Auch muss eine Redaktion sich mit der Frage auseinandersetzen, wie weit das eigene Veröffentlichungsinteresse tatsächlich geht. Die Masse der Dokumente reicht aus, um die Berichterstattung auf Jahre hinaus zu versorgen. Doch darauf wird sich kein Verlag einlassen, da es immer auch konkurrierende Themen gibt, die möglicherweise von größerer Relevanz sind. Im Ergebnis sind die Archive der jeweiligen Redaktionen um eine wertvolle zusätzliche Quelle erweitert. Im Sinne einer informierten Öffentlichkeit stellt sich jedoch die Frage, ob eine Privatisierung dieses Informationsschatzes richtig ist.
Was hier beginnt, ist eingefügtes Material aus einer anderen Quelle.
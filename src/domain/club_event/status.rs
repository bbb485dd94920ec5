//! Event proposal status state machine.

use serde::{Deserialize, Serialize};

use crate::domain::foundation::StateMachine;

/// Lifecycle of a club event.
///
/// Events start as `Proposed`; a coordinator moves them to `Approved` or
/// `Rejected`, both terminal.
#[derive(Debug, Clone, Copy, PartialEq, Eq, Hash, Serialize, Deserialize)]
#[serde(rename_all = "lowercase")]
pub enum EventStatus {
    Proposed,
    Approved,
    Rejected,
}

impl EventStatus {
    pub fn as_str(&self) -> &'static str {
        match self {
            EventStatus::Proposed => "proposed",
            EventStatus::Approved => "approved",
            EventStatus::Rejected => "rejected",
        }
    }

    /// Students may register only for approved events.
    pub fn is_open(&self) -> bool {
        matches!(self, EventStatus::Approved)
    }
}

impl StateMachine for EventStatus {
    fn can_transition_to(&self, target: &Self) -> bool {
        use EventStatus::*;
        matches!((self, target), (Proposed, Approved) | (Proposed, Rejected))
    }

    fn valid_transitions(&self) -> Vec<Self> {
        use EventStatus::*;
        match self {
            Proposed => vec![Approved, Rejected],
            Approved | Rejected => vec![],
        }
    }
}

#[cfg(test)]
mod tests {
    use super::*;

    #[test]
    fn proposed_can_be_approved_or_rejected() {
        assert_eq!(
            EventStatus::Proposed.transition_to(EventStatus::Approved),
            Ok(EventStatus::Approved)
        );
        assert_eq!(
            EventStatus::Proposed.transition_to(EventStatus::Rejected),
            Ok(EventStatus::Rejected)
        );
    }

    #[test]
    fn decided_statuses_are_terminal() {
        assert!(EventStatus::Approved.is_terminal());
        assert!(EventStatus::Rejected.is_terminal());
        assert!(EventStatus::Approved.transition_to(EventStatus::Rejected).is_err());
        assert!(EventStatus::Rejected.transition_to(EventStatus::Approved).is_err());
    }

    #[test]
    fn only_approved_is_open() {
        assert!(EventStatus::Approved.is_open());
        assert!(!EventStatus::Proposed.is_open());
        assert!(!EventStatus::Rejected.is_open());
    }
}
Auf dies würde es nämlich hinauslaufen, wenn WikiLeaks das aktuelle Veröffentlichungstempo beibehält – und dies stünde der ursprünglichen Intention der Whistleblower-Plattform entgegen.

Ganz offenbar müssen Journalisten und Whistleblower neue Prozeduren entwickeln, um verantwortlich mit dem Material umzugehen. Einerseits müssen sie Informanten schützen, andererseits müssen sie so viele Informationen wie möglich strukturiert veröffentlichen. Dabei müssen sie viele, sich widerstreitende Interessen austarieren.

Nüchtern betrachtet besteht das Neue an WikiLeaks vor allem in der Masse der Veröffentlichungen, ihrem weltweiten Erfolg und darin, der Weltöffentlichkeit einen tragischen Helden zu liefern. Seit Jahrzehnten gibt es nämlich schon die WebsiteCryptome.org des New Yorker Architekten John Young, die ebenfalls vertrauliche Dokumente aus aller Welt im Internet veröffentlicht. Er musste ebenfalls bereits mehrere Gerichtsprozesse durchstehen – erfolgreich. Denn die Presse- und Meinungsfreiheit werden in den USA von den Gerichten so hoch bewertet, dass John Young bislang immer durchkam.

Ob ein Prozess gegen WikiLeaks in den USA erfolgreich sein wird, ist zweifelhaft. Man müsste Assange schon nachweisen, dass er den verhafteten Whistleblower Bradley Manning zum „Verrat“ von Staatsgeheimnissen anstiftete. Dies würde dann in die Kategorie „Spionage“ fallen, was zu ahnden wäre. Dafür könnte es genügen, Manning zu einer entsprechenden Aussage zu bringen. Assange äußerte selbst diese Vermutung gegenüber dem britischen Nachrichtenmagazin New Statesman: „Bradley Manning zu knacken, ist nur der erste Schritt. Ganz offensichtlich ist es das Ziel, ihn zu brechen und ein Geständnis zu erzwingen, dass er sich in irgendeiner Weise mit mir verschworen hat, um die nationale Sicherheit der USA zu verletzen.“

Nächste Schritte

Immer wieder betonten die Macher von WikiLeaks, dass ihre Technik so ausgestaltet ist, dass die Identitäten der Whistleblower gegenüber der Plattform unbekannt bleiben. Anonymität ist damit nicht nur ein Schutz der Quelle, sondern auch automatisch ein rechtlicher Schutz für die Empfänger.

Angesichts des unbestreitbaren Erfolgs der Plattform ist es erstaunlich, dass es im Zeitalter innovativer Zeitungsausgaben für das mobile Internet nicht schon längst auf allen Verlagswebsites anonyme digitale Briefkästen für Informanten gibt. Die Technik dafür gibt es nicht erst seit heute. Schon seit etwa zehn Jahren unterstützen etwa das Kryptoprogramm „Pretty Good Privacy“ und das Anonymisierungstool JAP kostenlos die sichere und anonyme Kommunikation. Dass ehemalige WikiLeaks-Mitarbeiter nun mitOpenLeaks ein handliches Tool für Whistleblower anbieten wollen, das dies aus einer Hand bietet, ist überfällig. Diese Initiative hätte aber auch von professionell-journalistischer Seite kommen können.

Ein weiterer nächster Schritt könnte darin bestehen, sich in Deutschland für die rechtliche Absicherung von Informanten einzusetzen. Einen gesetzlichen Whistleblower-Schutz gibt es nämlich bis heute nicht.